#### Records shown
== == ==
use csv::{Reader, StringRecord};
use serde::{Deserialize, Serialize};
use serde_json::json;
use std::fs::File;
use std::io;
use std::path::{Path, PathBuf};
use thiserror::Error;
use tracing::{info, warn};

use crate::database::{Database, Profile};
use crate::error::WriteError;
use crate::model::{Role, RowId};
use crate::value::FieldMap;

#[derive(Debug, Error)]
pub enum ImportError {
    #[error("cannot open roster {}: {source}", .path.display())]
    Open { path: PathBuf, source: io::Error },

    #[error("roster has no readable header row: {0}")]
    Headers(csv::Error),
}

/// One line of a roster CSV. Student and faculty lines share the file; the
/// columns that do not apply to a line's role are left empty.
#[derive(Debug, Clone, PartialEq, Deserialize)]
#[serde(rename_all = "camelCase")]
pub struct RosterEntry {
    pub role: Role,
    pub email: String,
    pub password_hash: String,
    pub first_name: String,
    pub last_name: String,
    pub department: String,
    pub roll_number: Option<String>,
    pub semester: Option<u32>,
    pub section: Option<String>,
    pub batch: Option<String>,
    pub admission_date: Option<String>,
    pub guardian_name: Option<String>,
    pub guardian_contact: Option<String>,
    pub employee_id: Option<String>,
    pub designation: Option<String>,
    pub specialization: Option<String>,
    pub joining_date: Option<String>,
    pub contact: Option<String>,
}

impl RosterEntry {
    fn account_fields(&self) -> FieldMap {
        object(json!({
            "email": self.email,
            "passwordHash": self.password_hash,
            "role": self.role,
            "firstName": self.first_name,
            "lastName": self.last_name,
        }))
    }

    /// Profile fields for the entry's role. Empty optional columns are
    /// omitted so schema defaults and required-field checks apply.
    pub fn profile(&self) -> Option<Profile> {
        let mut fields = FieldMap::new();
        fields.insert("department".to_string(), json!(self.department));
        let mut put = |name: &str, value: &Option<String>| {
            if let Some(value) = value.as_deref().filter(|v| !v.trim().is_empty()) {
                fields.insert(name.to_string(), json!(value));
            }
        };

        match self.role {
            Role::Student => {
                put("rollNumber", &self.roll_number);
                put("section", &self.section);
                put("batch", &self.batch);
                put("admissionDate", &self.admission_date);
                put("guardianName", &self.guardian_name);
                put("guardianContact", &self.guardian_contact);
                if let Some(semester) = self.semester {
                    fields.insert("semester".to_string(), json!(semester));
                }
                Some(Profile::Student(fields))
            }
            Role::Faculty => {
                put("employeeId", &self.employee_id);
                put("designation", &self.designation);
                put("specialization", &self.specialization);
                put("joiningDate", &self.joining_date);
                put("contact", &self.contact);
                Some(Profile::Faculty(fields))
            }
            Role::Admin => None,
        }
    }
}

fn object(value: serde_json::Value) -> FieldMap {
    match value {
        serde_json::Value::Object(map) => map,
        _ => FieldMap::new(),
    }
}

#[derive(Debug, Clone, PartialEq, Serialize)]
#[serde(rename_all = "camelCase")]
pub struct EnrolledLine {
    pub line: u64,
    pub account: RowId,
    pub profile: RowId,
}

#[derive(Debug, Clone, PartialEq, Serialize)]
#[serde(rename_all = "camelCase")]
pub struct RejectedLine {
    pub line: u64,
    pub reason: String,
    /// Violation codes when the line failed validation.
    pub violations: Vec<String>,
}

#[derive(Debug, Clone, Default, PartialEq, Serialize)]
pub struct ImportSummary {
    pub enrolled: Vec<EnrolledLine>,
    pub rejected: Vec<RejectedLine>,
}

/// Enrolls every line of the roster read from `source`. A bad line is
/// recorded and skipped; it never stops the import.
pub fn import_roster<R: io::Read>(db: &Database, source: R) -> Result<ImportSummary, ImportError> {
    let mut rdr = Reader::from_reader(source);
    let headers = rdr.headers().map_err(ImportError::Headers)?.clone();
    let mut summary = ImportSummary::default();

    for result in rdr.records() {
        let record = match result {
            Ok(record) => record,
            Err(err) => {
                let line = err.position().map(|pos| pos.line()).unwrap_or(0);
                summary.rejected.push(rejected(line, err.to_string()));
                continue;
            }
        };
        let line = line_of(&record);
        match import_line(db, &headers, &record) {
            Ok((account, profile)) => summary.enrolled.push(EnrolledLine { line, account, profile }),
            Err(rejection) => summary.rejected.push(RejectedLine { line, ..rejection }),
        }
    }

    info!(
        enrolled = summary.enrolled.len(),
        rejected = summary.rejected.len(),
        "roster imported"
    );
    for line in &summary.rejected {
        warn!(line = line.line, reason = %line.reason, "roster line rejected");
    }
    Ok(summary)
}

pub fn seed_from_file(db: &Database, path: impl AsRef<Path>) -> Result<ImportSummary, ImportError> {
    let path = path.as_ref();
    let file = File::open(path).map_err(|source| ImportError::Open {
        path: path.to_path_buf(),
        source,
    })?;
    import_roster(db, file)
}

fn line_of(record: &StringRecord) -> u64 {
    record.position().map(|pos| pos.line()).unwrap_or(0)
}

fn rejected(line: u64, reason: String) -> RejectedLine {
    RejectedLine {
        line,
        reason,
        violations: Vec::new(),
    }
}

fn import_line(
    db: &Database,
    headers: &StringRecord,
    record: &StringRecord,
) -> Result<(RowId, RowId), RejectedLine> {
    let entry: RosterEntry = record
        .deserialize(Some(headers))
        .map_err(|err| rejected(0, err.to_string()))?;
    let profile = entry
        .profile()
        .ok_or_else(|| rejected(0, "admin accounts are not created from a roster".to_string()))?;

    match db.enroll(&entry.account_fields(), &profile) {
        Ok(enrollment) => Ok((enrollment.account.id, enrollment.profile.id)),
        Err(WriteError::Validation(err)) => Err(RejectedLine {
            line: 0,
            reason: err.to_string(),
            violations: err.codes(),
        }),
        Err(err) => Err(rejected(0, err.to_string())),
    }
}

#[cfg(test)]
mod tests {
    use super::*;

    #[test]
    fn test_profile_skips_empty_columns() {
        let entry = RosterEntry {
            role: Role::Student,
            email: "meera@college.edu".to_string(),
            password_hash: "x".to_string(),
            first_name: "Meera".to_string(),
            last_name: "Iyer".to_string(),
            department: "CS".to_string(),
            roll_number: Some("CS-014".to_string()),
            semester: Some(3),
            section: Some("B".to_string()),
            batch: Some("2023".to_string()),
            admission_date: Some("2023-07-15".to_string()),
            guardian_name: Some("  ".to_string()),
            guardian_contact: None,
            employee_id: Some("EMP-1".to_string()),
            designation: None,
            specialization: None,
            joining_date: None,
            contact: None,
        };
        let Some(Profile::Student(fields)) = entry.profile() else {
            panic!("expected a student profile");
        };
        assert_eq!(fields.get("semester"), Some(&json!(3)));
        assert!(!fields.contains_key("guardianName"));
        assert!(!fields.contains_key("employeeId"));
    }
}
== == ==
#### Your instructions
Every line holding the string "employeeId" should be copied here, so please find those lines in the data.

#### Result for this task
                put("employeeId", &self.employee_id);
        assert!(!fields.contains_key("employeeId"));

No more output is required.